Small business startup costs

Credit cards as small business funding sources

Do you need financing to help your business get through a shortfall of cash, or purchase inventory or fixed assets? Debt financing is one option.

Debt financing is money loaned to you or your business, usually by a commercial bank or credit union, for which the lender has a right to earn interest.

Here’s one example of debt financing: using a corporate credit card as a financing solution in your small business.

Pros and cons of corporate credit cards as small business financing

One pro of using a corporate credit card as small business financing is that they offer the convenience of a line of credit. The credit is there when you need it, and it allows you to keep personal and business purchases separate from each other.

However, there’s a downside too. Business credit cards have higher interest rates. And if your business fails, you’ll most likely be the one responsible for full repayment of any outstanding credit card balance. So make sure you read and understand the terms fully before you commit.

A note about credit limits

How do credit limits factor into small business financing? Here’s an example. You have a personal credit card with an unused credit limit of $20,000, and you want to get a business loan from the bank. However, you might discover that this unused credit will be considered debt that you’ve already incurred. This will increase your debt to equity ratio, which banks use to figure out the current proportion of debt you have compared to your equity. Their logic here is that you haven’t used that $20,000 of available credit, but there’s the potential that you could.

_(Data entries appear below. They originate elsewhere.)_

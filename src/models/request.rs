//! Shift request model.
//!
//! A request expresses a member's wish toward a specific slot or a time
//! range: preferring it, avoiding it, or declaring it off-limits. The
//! request kind is a closed enum so constraint evaluation can match
//! exhaustively.

use serde::{Deserialize, Serialize};

use super::{ShiftSlot, TimeWindow};

/// What the member is asking for.
#[derive(Debug, Clone, Copy, PartialEq, Eq, Serialize, Deserialize)]
pub enum RequestKind {
    /// The member would like to work the target.
    Prefer,
    /// The member would rather not work the target (soft).
    Avoid,
    /// The member must not work the target (hard).
    MandatoryOff,
}

/// What the request points at: a specific slot or a time range.
#[derive(Debug, Clone, PartialEq, Eq, Serialize, Deserialize)]
pub enum RequestTarget {
    /// A specific slot by ID.
    Slot(String),
    /// A time range.
    Window(TimeWindow),
}

/// A member's wish toward a slot or a time range.
#[derive(Debug, Clone, Serialize, Deserialize)]
pub struct ShiftRequest {
    /// Member this request belongs to (lookup reference, not ownership).
    pub member_id: String,
    /// The slot or time range the request points at.
    pub target: RequestTarget,
    /// The request kind.
    pub kind: RequestKind,
    /// Priority weight (>= 0, 1.0 = baseline). Scales the soft cost of
    /// honoring or violating the request; irrelevant for `MandatoryOff`.
    pub weight: f64,
}

impl ShiftRequest {
    /// Creates a "prefer" request for a specific slot.
    pub fn prefer_slot(member_id: impl Into<String>, slot_id: impl Into<String>) -> Self {
        Self {
            member_id: member_id.into(),
            target: RequestTarget::Slot(slot_id.into()),
            kind: RequestKind::Prefer,
            weight: 1.0,
        }
    }

    /// Creates an "avoid" request for a specific slot.
    pub fn avoid_slot(member_id: impl Into<String>, slot_id: impl Into<String>) -> Self {
        Self {
            member_id: member_id.into(),
            target: RequestTarget::Slot(slot_id.into()),
            kind: RequestKind::Avoid,
            weight: 1.0,
        }
    }

    /// Creates a "mandatory off" request for a time range.
    pub fn mandatory_off(member_id: impl Into<String>, start_ms: i64, end_ms: i64) -> Self {
        Self {
            member_id: member_id.into(),
            target: RequestTarget::Window(TimeWindow::new(start_ms, end_ms)),
            kind: RequestKind::MandatoryOff,
            weight: 1.0,
        }
    }

    /// Creates a request of the given kind for a time range.
    pub fn for_window(
        member_id: impl Into<String>,
        kind: RequestKind,
        start_ms: i64,
        end_ms: i64,
    ) -> Self {
        Self {
            member_id: member_id.into(),
            target: RequestTarget::Window(TimeWindow::new(start_ms, end_ms)),
            kind,
            weight: 1.0,
        }
    }

    /// Sets the priority weight.
    pub fn with_weight(mut self, weight: f64) -> Self {
        self.weight = weight;
        self
    }

    /// Whether this request applies to the given slot.
    ///
    /// Slot-targeted requests match by ID. Window-targeted requests
    /// match by kind: `Prefer` requires the window to cover the whole
    /// slot (a member only prefers shifts they can attend in full),
    /// while `Avoid` and `MandatoryOff` trigger on any overlap.
    pub fn applies_to(&self, slot: &ShiftSlot) -> bool {
        match &self.target {
            RequestTarget::Slot(id) => *id == slot.id,
            RequestTarget::Window(w) => match self.kind {
                RequestKind::Prefer => w.covers(&slot.window),
                RequestKind::Avoid | RequestKind::MandatoryOff => w.overlaps(&slot.window),
            },
        }
    }
}
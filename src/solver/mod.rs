//! Assignment solver.
//!
//! Provides the backtracking search that fills shift slots under hard
//! constraints while minimizing soft cost, plus its outcome types.
//!
//! # Algorithm
//!
//! Slots are ordered by eligible-member scarcity, then start time,
//! then ID; within a slot, candidates are ordered by soft score, then
//! member ID. The search walks an explicit stack of decision frames
//! (one per seat), backtracking on dead ends and recording the best
//! partial solution found, bounded by an iteration/wall-clock budget.
//! Seats that cannot be filled are reported with a reason rather than
//! failing the run.
//!
//! # References
//!
//! - Pinedo (2016), "Scheduling: Theory, Algorithms, and Systems"
//! - Ernst et al. (2004), "Staff scheduling and rostering: A review"

mod search;

pub use search::AssignmentSolver;

use serde::{Deserialize, Serialize};
use std::fmt;

use crate::models::Assignment;

/// Why a slot kept open seats.
#[derive(Debug, Clone, Copy, PartialEq, Eq, Serialize, Deserialize)]
pub enum UnfilledReason {
    /// Fewer members qualify for the slot than its headcount.
    NoEligibleMember,
    /// Enough members qualify, but every arrangement tried conflicted
    /// with other assignments.
    HardConflict,
    /// The search budget expired before the seat was explored.
    BudgetExceeded,
}

impl fmt::Display for UnfilledReason {
    fn fmt(&self, f: &mut fmt::Formatter<'_>) -> fmt::Result {
        let reason = match self {
            Self::NoEligibleMember => "no-eligible-member",
            Self::HardConflict => "hard-conflict",
            Self::BudgetExceeded => "budget-exceeded",
        };
        f.write_str(reason)
    }
}

/// An under-filled slot in a solver outcome.
#[derive(Debug, Clone, PartialEq, Eq, Serialize, Deserialize)]
pub struct UnfilledSlot {
    /// Slot ID.
    pub slot_id: String,
    /// Number of open seats.
    pub missing: i32,
    /// Dominant reason the seats stayed open.
    pub reason: UnfilledReason,
}

/// Raw result of a solve run.
///
/// Classification into Complete/Partial/Infeasible/Aborted is the
/// orchestrator's job.
#[derive(Debug, Clone)]
pub struct SolverOutcome {
    /// Produced assignments.
    pub assignments: Vec<Assignment>,
    /// Raw soft score of each assignment, parallel to `assignments`.
    pub raw_scores: Vec<f64>,
    /// Slots with open seats, in snapshot slot order.
    pub unfilled: Vec<UnfilledSlot>,
    /// Search steps consumed.
    pub iterations: u64,
    /// Whether the iteration or wall-clock budget expired.
    pub budget_exhausted: bool,
}

impl SolverOutcome {
    /// Total reported soft cost: per-assignment raw scores clamped at
    /// zero, summed.
    pub fn total_soft_cost(&self) -> f64 {
        self.raw_scores.iter().map(|r| r.max(0.0)).sum()
    }

    /// Whether every seat was filled.
    pub fn is_complete(&self) -> bool {
        self.unfilled.is_empty()
    }
}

The importance of credit rating

As with anything credit card-related, it’s important to be aware and stay on top of things, particularly your credit rating. Make sure to cancel credit cards you don’t need anymore, to reduce the revolving credit debt that the banks see when they review your credit history. A better credit rating means better interest rates and better loan terms. Win-win!

Check out Equifax Canada or TransUnion Canada to find out your personal credit score. Review this report with a fine-toothed comb, keeping an eye out for credit cards you may have cancelled but which still show up on your credit report (these affect your debt to equity ratio). Errors may exist too, including loans you don’t have, employers you no longer work for, information that isn’t yours, and more.

Check your credit report annually, and well in advance of applying for a loan, corporate credit card, or mortgage. Notify the credit company of any mistakes so enough time will elapse for the correction to be made. This way, your credit score will be as good as it can be when you meet with the bank.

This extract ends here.